Le télescope James Webb a réalisé la première caractérisation atmosphérique d’une planète orbitant autour d’une étoile morte. Publiés dans Nature, les résultats expliquent comment WD 1856 b, une géante gazeuse située à 80 années-lumière, a survécu à l’agonie de son étoile.
Grande comme Jupiter, WD 1856 b orbite autour d’une étoile de la taille de la Terre, à une distance cinquante fois inférieure à celle qui sépare notre planète du Soleil. Une configuration qui défiait toute explication depuis sa découverte. Le télescope spatial James Webb vient de résoudre l’énigme en réalisant la première caractérisation atmosphérique d’une planète en orbite autour d’une étoile morte.
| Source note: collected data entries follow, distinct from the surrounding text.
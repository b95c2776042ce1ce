//! Governance configuration stored in `~/.govern/config.toml`
//!
//! Every field has a default, so a missing file or a partial file both load.

use std::collections::BTreeMap;
use std::path::{Path, PathBuf};
use std::time::Duration;

use serde::{Deserialize, Serialize};
use thiserror::Error;

use crate::constants::storage::DEBOUNCE_QUIET_PERIOD;
use crate::constants::tools::{GOVERN_DELEGATE, GOVERN_PLAN, LIFECYCLE};

#[derive(Debug, Error)]
pub enum ConfigError {
    #[error("failed to read {path}: {source}")]
    Io {
        path: PathBuf,
        #[source]
        source: std::io::Error,
    },

    #[error("failed to parse {path}: {source}")]
    Parse {
        path: PathBuf,
        #[source]
        source: toml::de::Error,
    },

    #[error("invalid config: {0}")]
    Invalid(String),
}

/// Durable backend selection
#[derive(Debug, Clone, Copy, Default, PartialEq, Eq, Serialize, Deserialize)]
#[serde(rename_all = "snake_case")]
pub enum BackendKind {
    /// One JSON document per store
    #[default]
    Document,
    /// SQLite tables
    Relational,
}

impl std::fmt::Display for BackendKind {
    fn fmt(&self, f: &mut std::fmt::Formatter<'_>) -> std::fmt::Result {
        match self {
            BackendKind::Document => write!(f, "document"),
            BackendKind::Relational => write!(f, "relational"),
        }
    }
}

impl std::str::FromStr for BackendKind {
    type Err = String;

    fn from_str(s: &str) -> Result<Self, Self::Err> {
        match s.trim().to_lowercase().as_str() {
            "document" | "json" => Ok(BackendKind::Document),
            "relational" | "sqlite" => Ok(BackendKind::Relational),
            _ => Err(format!("Unknown backend: {}", s)),
        }
    }
}

/// Which agents and tools the gate manages
#[derive(Debug, Clone, PartialEq, Eq, Serialize, Deserialize)]
#[serde(default)]
pub struct GovernanceConfig {
    pub governed_agents: Vec<String>,
    /// Any identity starting with this prefix is governed too
    pub governed_prefix: String,
    /// Identity that may write while no plan exists at all
    pub executor_agent: String,
    pub write_tools: Vec<String>,
    /// Tools agent rules apply to
    pub governed_tools: Vec<String>,
    /// Shell-like tools whose commands may earn a checkpoint
    pub shell_tools: Vec<String>,
}

impl Default for GovernanceConfig {
    fn default() -> Self {
        let write_tools = vec!["write".to_string(), "edit".to_string()];
        let governed_tools = LIFECYCLE
            .iter()
            .map(|t| t.to_string())
            .chain(write_tools.iter().cloned())
            .collect();
        Self {
            governed_agents: ["coordinator", "executor", "investigator", "reviewer", "planner"]
                .into_iter()
                .map(String::from)
                .collect(),
            governed_prefix: "govern-".to_string(),
            executor_agent: "executor".to_string(),
            write_tools,
            governed_tools,
            shell_tools: vec!["bash".to_string()],
        }
    }
}

impl GovernanceConfig {
    pub fn is_governed_agent(&self, agent: &str) -> bool {
        self.governed_agents.iter().any(|a| a == agent)
            || (!self.governed_prefix.is_empty() && agent.starts_with(&self.governed_prefix))
    }

    pub fn is_write_tool(&self, tool: &str) -> bool {
        self.write_tools.iter().any(|t| t == tool)
    }

    pub fn is_governed_tool(&self, tool: &str) -> bool {
        self.governed_tools.iter().any(|t| t == tool)
    }

    pub fn is_shell_tool(&self, tool: &str) -> bool {
        self.shell_tools.iter().any(|t| t == tool)
    }
}

/// One agent's tool restrictions as written in the config file
#[derive(Debug, Clone, PartialEq, Eq, Serialize, Deserialize)]
pub struct AgentRuleConfig {
    pub agent: String,
    #[serde(default)]
    pub blocked_tools: Vec<String>,
    /// Tool name → forbidden values of its `action` argument
    #[serde(default)]
    pub forbidden_actions: BTreeMap<String, Vec<String>>,
}

fn default_agent_rules() -> Vec<AgentRuleConfig> {
    vec![AgentRuleConfig {
        agent: "investigator".to_string(),
        blocked_tools: vec![GOVERN_DELEGATE.to_string()],
        forbidden_actions: BTreeMap::from([(
            GOVERN_PLAN.to_string(),
            vec!["create".to_string()],
        )]),
    }]
}

#[derive(Debug, Clone, PartialEq, Eq, Serialize, Deserialize)]
#[serde(default)]
pub struct GovernConfig {
    pub backend: BackendKind,
    /// Store directory; `~/.govern/data` when unset
    pub data_dir: Option<PathBuf>,
    pub debounce_ms: u64,
    pub governance: GovernanceConfig,
    pub agent_rules: Vec<AgentRuleConfig>,
}

impl Default for GovernConfig {
    fn default() -> Self {
        Self {
            backend: BackendKind::default(),
            data_dir: None,
            debounce_ms: DEBOUNCE_QUIET_PERIOD.as_millis() as u64,
            governance: GovernanceConfig::default(),
            agent_rules: default_agent_rules(),
        }
    }
}

impl GovernConfig {
    /// Load from `path`, or defaults when the file does not exist
    pub fn load(path: &Path) -> Result<Self, ConfigError> {
        let contents = match std::fs::read_to_string(path) {
            Ok(contents) => contents,
            Err(e) if e.kind() == std::io::ErrorKind::NotFound => {
                tracing::debug!(path = %path.display(), "No config file, using defaults");
                return Ok(Self::default());
            }
            Err(source) => {
                return Err(ConfigError::Io {
                    path: path.to_path_buf(),
                    source,
                })
            }
        };
        let config: Self = toml::from_str(&contents).map_err(|source| ConfigError::Parse {
            path: path.to_path_buf(),
            source,
        })?;
        config.validate()?;
        Ok(config)
    }

    pub fn validate(&self) -> Result<(), ConfigError> {
        if self.debounce_ms == 0 {
            return Err(ConfigError::Invalid("debounce_ms must be > 0".to_string()));
        }
        if self.governance.write_tools.is_empty() {
            return Err(ConfigError::Invalid(
                "governance.write_tools must not be empty".to_string(),
            ));
        }
        crate::gate::AgentPolicy::from_rules(&self.agent_rules)?;
        Ok(())
    }

    pub fn data_dir(&self) -> PathBuf {
        self.data_dir.clone().unwrap_or_else(crate::paths::data_dir)
    }

    pub fn quiet_period(&self) -> Duration {
        Duration::from_millis(self.debounce_ms)
    }
}

#[cfg(test)]
mod tests {
    use super::*;
    use tempfile::TempDir;

    #[test]
    fn test_missing_file_returns_default() {
        let temp = TempDir::new().expect("Failed to create temp dir");
        let config = GovernConfig::load(&temp.path().join("missing.toml")).unwrap();
        assert_eq!(config, GovernConfig::default());
        assert_eq!(config.debounce_ms, 500);
        assert_eq!(config.agent_rules.len(), 1);
    }

    #[test]
    fn test_partial_file_keeps_defaults() {
        let temp = TempDir::new().expect("Failed to create temp dir");
        let path = temp.path().join("config.toml");
        std::fs::write(
            &path,
            r#"
backend = "relational"

[governance]
executor_agent = "builder"
"#,
        )
        .unwrap();

        let config = GovernConfig::load(&path).unwrap();
        assert_eq!(config.backend, BackendKind::Relational);
        assert_eq!(config.governance.executor_agent, "builder");
        assert_eq!(config.governance.write_tools, vec!["write", "edit"]);
        assert!(config.governance.is_governed_agent("govern-reviewer"));
        assert!(!config.governance.is_governed_agent("assistant"));
    }

    #[test]
    fn test_agent_rules_parse() {
        let temp = TempDir::new().expect("Failed to create temp dir");
        let path = temp.path().join("config.toml");
        std::fs::write(
            &path,
            r#"
[[agent_rules]]
agent = "reviewer"
blocked_tools = ["write"]

[agent_rules.forbidden_actions]
govern_task = ["complete", "fail"]
"#,
        )
        .unwrap();

        let config = GovernConfig::load(&path).unwrap();
        assert_eq!(config.agent_rules.len(), 1);
        assert_eq!(config.agent_rules[0].agent, "reviewer");
        assert_eq!(
            config.agent_rules[0].forbidden_actions["govern_task"],
            vec!["complete", "fail"]
        );
    }

    #[test]
    fn test_malformed_file_is_error() {
        let temp = TempDir::new().expect("Failed to create temp dir");
        let path = temp.path().join("config.toml");
        std::fs::write(&path, "backend = [").unwrap();
        assert!(matches!(
            GovernConfig::load(&path),
            Err(ConfigError::Parse { .. })
        ));
    }

    #[test]
    fn test_invalid_rule_is_rejected() {
        let temp = TempDir::new().expect("Failed to create temp dir");
        let path = temp.path().join("config.toml");
        std::fs::write(
            &path,
            r#"
[[agent_rules]]
agent = ""
"#,
        )
        .unwrap();
        assert!(matches!(
            GovernConfig::load(&path),
            Err(ConfigError::Invalid(_))
        ));
    }
}
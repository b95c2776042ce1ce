//! Delegation commands: hand work from one agent to another

use chrono::Utc;
use tracing::info;

use super::{required, CommandError, CommandResult};
use crate::graph::new_id;
use crate::storage::{Delegation, DelegationStatus, PersistenceContext};

/// Arguments of `create`
#[derive(Debug, Clone, Default)]
pub struct NewDelegation {
    pub assigned_to: String,
    pub description: String,
    pub task_id: Option<String>,
}

/// Record a delegation; stamps the task node when one is named
pub fn create(
    ctx: &PersistenceContext,
    session_id: &str,
    agent: Option<&str>,
    request: NewDelegation,
) -> CommandResult {
    let assigned_to = required(Some(request.assigned_to.as_str()), "assigned_to")?.to_string();
    let description = required(Some(request.description.as_str()), "description")?.to_string();
    let lock = ctx.session_lock(session_id);
    let _guard = lock.lock();
    let task_id = request
        .task_id
        .as_deref()
        .map(str::trim)
        .filter(|t| !t.is_empty())
        .map(String::from);

    if let Some(task_id) = &task_id {
        ctx.try_update_graph(|graph| {
            let node = graph
                .find_node_mut(task_id)
                .ok_or_else(|| CommandError::NotFound(format!("task {}", task_id)))?;
            if node.status.is_terminal() {
                return Err(CommandError::InvalidState(format!(
                    "task {} is {} and cannot be delegated",
                    node.id, node.status
                )));
            }
            node.delegated_by = agent.map(String::from);
            node.assigned_to = Some(assigned_to.clone());
            node.modified_at = Utc::now();
            Ok(())
        })?;
    }

    let delegation = Delegation {
        id: new_id("dl"),
        session_id: Some(session_id.to_string()),
        delegated_by: agent.map(String::from),
        assigned_to: assigned_to.clone(),
        task_id,
        description,
        status: DelegationStatus::Pending,
        result: None,
        created_at: Utc::now(),
        completed_at: None,
    };
    let id = delegation.id.clone();
    ctx.update_delegations(|store| store.delegations.push(delegation));
    info!(delegation_id = %id, assigned_to = %assigned_to, "Delegation created");
    Ok(format!("Delegated {} to {}", id, assigned_to))
}

/// Close a pending delegation as completed or failed
pub fn complete(
    ctx: &PersistenceContext,
    id: Option<&str>,
    result: Option<&str>,
    status: Option<&str>,
) -> CommandResult {
    let id = required(id, "target_id")?;
    let result = required(result, "result")?;
    let status = match status {
        Some(raw) => raw
            .parse::<DelegationStatus>()
            .map_err(CommandError::InvalidArgument)?,
        None => DelegationStatus::Completed,
    };
    if status == DelegationStatus::Pending {
        return Err(CommandError::InvalidArgument(
            "a delegation can only be closed as completed or failed".into(),
        ));
    }

    ctx.update_delegations(|store| {
        let delegation = store
            .find_mut(id)
            .ok_or_else(|| CommandError::NotFound(format!("delegation {}", id)))?;
        if delegation.status != DelegationStatus::Pending {
            return Err(CommandError::InvalidState(format!(
                "delegation {} is already {}",
                id, delegation.status
            )));
        }
        delegation.status = status;
        delegation.result = Some(result.to_string());
        delegation.completed_at = Some(Utc::now());
        Ok(())
    })?;
    Ok(format!("Delegation {} {}", id, status))
}

/// Delegations, optionally only those still pending
pub fn list(ctx: &PersistenceContext, pending_only: bool) -> CommandResult {
    let store = ctx.delegations();
    let lines: Vec<String> = store
        .delegations
        .iter()
        .filter(|d| !pending_only || d.status == DelegationStatus::Pending)
        .map(|d| {
            let mut line = format!(
                "  - [{}] {} → {}: {}",
                d.status, d.id, d.assigned_to, d.description
            );
            if let Some(task) = &d.task_id {
                line.push_str(&format!(" (task {})", task));
            }
            if let Some(result) = &d.result {
                line.push_str(&format!("\n      result: {}", result));
            }
            line
        })
        .collect();
    if lines.is_empty() {
        return Ok("No delegations".to_string());
    }
    Ok(format!("Delegations:\n{}", lines.join("\n")))
}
Les résultats détaillent les observations de l’exoplanète WD 1856 b, située à environ 80 années-lumière de la Terre. La planète, de la taille de Jupiter, orbite autour d’une naine blanche, résidu stellaire compact laissé après l’extinction d’une étoile semblable au Soleil. Le problème ? Une planète aussi proche de son étoile aurait dû être pulvérisée lorsque celle-ci est devenue une géante rouge, phase durant laquelle l’astre gonfle démesurément avant de s’effondrer.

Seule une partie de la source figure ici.